◆ Saved data entries
------------------------------------------------------------------------
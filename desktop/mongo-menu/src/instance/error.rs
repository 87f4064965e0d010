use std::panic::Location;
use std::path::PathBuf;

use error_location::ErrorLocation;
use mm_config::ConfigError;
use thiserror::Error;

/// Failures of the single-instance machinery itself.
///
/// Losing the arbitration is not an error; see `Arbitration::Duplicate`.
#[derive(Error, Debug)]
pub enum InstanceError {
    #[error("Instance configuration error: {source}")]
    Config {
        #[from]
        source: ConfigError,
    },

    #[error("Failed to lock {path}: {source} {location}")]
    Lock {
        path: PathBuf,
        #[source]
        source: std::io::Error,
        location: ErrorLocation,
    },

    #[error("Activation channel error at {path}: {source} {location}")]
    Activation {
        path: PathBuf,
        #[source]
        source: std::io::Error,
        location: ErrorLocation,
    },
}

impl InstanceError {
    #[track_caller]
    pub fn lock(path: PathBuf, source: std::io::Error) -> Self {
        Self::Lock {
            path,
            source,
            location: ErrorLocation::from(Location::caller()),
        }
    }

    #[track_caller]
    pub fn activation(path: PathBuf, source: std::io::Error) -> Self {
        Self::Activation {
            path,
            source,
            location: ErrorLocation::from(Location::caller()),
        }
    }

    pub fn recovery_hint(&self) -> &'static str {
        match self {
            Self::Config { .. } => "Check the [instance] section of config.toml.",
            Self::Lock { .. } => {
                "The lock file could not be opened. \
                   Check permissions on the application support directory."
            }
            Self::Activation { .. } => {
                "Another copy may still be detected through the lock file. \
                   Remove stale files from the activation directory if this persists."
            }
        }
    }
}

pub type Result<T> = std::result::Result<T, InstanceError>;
------------------------------------------------------------------------
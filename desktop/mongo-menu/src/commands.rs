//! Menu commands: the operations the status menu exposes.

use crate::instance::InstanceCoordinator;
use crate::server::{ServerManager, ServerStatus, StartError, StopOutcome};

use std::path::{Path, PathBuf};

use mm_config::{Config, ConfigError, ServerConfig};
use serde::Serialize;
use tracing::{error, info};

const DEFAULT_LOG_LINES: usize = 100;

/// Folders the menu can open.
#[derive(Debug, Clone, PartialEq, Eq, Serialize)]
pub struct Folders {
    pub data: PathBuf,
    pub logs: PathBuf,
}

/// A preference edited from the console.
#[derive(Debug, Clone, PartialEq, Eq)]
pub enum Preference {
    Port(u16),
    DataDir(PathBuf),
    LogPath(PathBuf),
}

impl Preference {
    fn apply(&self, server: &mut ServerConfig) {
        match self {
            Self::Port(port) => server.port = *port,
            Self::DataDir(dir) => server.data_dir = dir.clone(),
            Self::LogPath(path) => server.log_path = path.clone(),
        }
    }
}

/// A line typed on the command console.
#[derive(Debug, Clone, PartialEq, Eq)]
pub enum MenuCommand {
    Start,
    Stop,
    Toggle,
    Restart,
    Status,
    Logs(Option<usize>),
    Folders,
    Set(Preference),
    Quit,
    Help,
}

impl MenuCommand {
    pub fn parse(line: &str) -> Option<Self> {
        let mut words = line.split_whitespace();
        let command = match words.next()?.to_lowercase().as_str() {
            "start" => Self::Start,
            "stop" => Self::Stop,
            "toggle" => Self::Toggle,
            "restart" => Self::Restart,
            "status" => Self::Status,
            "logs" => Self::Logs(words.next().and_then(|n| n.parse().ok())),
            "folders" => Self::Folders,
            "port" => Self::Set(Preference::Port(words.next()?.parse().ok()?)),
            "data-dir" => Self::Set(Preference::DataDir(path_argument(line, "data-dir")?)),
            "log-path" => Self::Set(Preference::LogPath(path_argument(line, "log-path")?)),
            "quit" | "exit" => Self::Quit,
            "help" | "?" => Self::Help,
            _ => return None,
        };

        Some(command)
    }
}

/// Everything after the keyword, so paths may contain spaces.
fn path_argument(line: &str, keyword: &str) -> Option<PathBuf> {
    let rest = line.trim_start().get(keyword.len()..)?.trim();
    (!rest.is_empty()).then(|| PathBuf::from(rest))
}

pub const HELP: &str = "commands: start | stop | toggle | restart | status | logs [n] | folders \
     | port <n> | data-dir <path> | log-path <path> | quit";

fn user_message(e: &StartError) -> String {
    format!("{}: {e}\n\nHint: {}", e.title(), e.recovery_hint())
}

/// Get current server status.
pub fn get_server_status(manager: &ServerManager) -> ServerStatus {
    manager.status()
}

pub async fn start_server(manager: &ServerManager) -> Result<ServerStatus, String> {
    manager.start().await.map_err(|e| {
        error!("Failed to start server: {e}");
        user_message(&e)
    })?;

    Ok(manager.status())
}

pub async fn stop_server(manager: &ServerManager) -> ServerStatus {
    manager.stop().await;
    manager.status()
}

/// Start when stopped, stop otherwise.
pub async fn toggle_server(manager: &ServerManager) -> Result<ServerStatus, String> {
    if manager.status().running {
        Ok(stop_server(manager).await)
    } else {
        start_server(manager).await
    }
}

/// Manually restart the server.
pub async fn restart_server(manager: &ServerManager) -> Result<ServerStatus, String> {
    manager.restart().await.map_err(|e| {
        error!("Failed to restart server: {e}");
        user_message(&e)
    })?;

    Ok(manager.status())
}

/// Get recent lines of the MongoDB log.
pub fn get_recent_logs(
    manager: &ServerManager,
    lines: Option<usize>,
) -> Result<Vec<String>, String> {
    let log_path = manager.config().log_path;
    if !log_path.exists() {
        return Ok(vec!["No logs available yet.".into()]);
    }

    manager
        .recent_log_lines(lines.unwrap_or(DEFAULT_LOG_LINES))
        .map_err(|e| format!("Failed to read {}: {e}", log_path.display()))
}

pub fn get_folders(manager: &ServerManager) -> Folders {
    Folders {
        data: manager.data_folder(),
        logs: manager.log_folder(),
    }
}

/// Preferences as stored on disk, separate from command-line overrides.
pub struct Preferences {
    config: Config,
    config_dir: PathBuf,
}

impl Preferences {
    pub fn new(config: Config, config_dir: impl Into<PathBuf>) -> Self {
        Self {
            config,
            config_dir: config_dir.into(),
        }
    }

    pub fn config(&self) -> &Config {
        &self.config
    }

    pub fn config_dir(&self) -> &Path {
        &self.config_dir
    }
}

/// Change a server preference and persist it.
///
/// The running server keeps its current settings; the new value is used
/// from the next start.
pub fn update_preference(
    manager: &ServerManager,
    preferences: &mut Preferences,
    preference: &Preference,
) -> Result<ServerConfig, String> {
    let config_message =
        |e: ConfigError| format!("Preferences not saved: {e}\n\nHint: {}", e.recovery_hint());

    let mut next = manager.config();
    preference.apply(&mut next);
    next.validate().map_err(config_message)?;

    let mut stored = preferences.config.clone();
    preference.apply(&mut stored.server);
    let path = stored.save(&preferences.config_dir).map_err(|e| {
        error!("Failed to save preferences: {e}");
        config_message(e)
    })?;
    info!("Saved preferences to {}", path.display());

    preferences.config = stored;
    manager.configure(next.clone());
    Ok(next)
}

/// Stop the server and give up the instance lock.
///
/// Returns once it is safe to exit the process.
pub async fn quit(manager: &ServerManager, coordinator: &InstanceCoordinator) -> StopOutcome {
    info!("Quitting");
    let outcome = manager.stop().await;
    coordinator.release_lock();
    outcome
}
------------------------------------------------------------------------
◆ EXERCISE INSTRUCTIONS
Please give back, exactly as it stands above, the stretch from the line with "be opened. \" through the line with "pub type Result<T>", and no line outside it.

◆ WRITTEN RESPONSE
                "The lock file could not be opened. \
                   Check permissions on the application support directory."
            }
            Self::Activation { .. } => {
                "Another copy may still be detected through the lock file. \
                   Remove stale files from the activation directory if this persists."
            }
        }
    }
}

pub type Result<T> = std::result::Result<T, InstanceError>;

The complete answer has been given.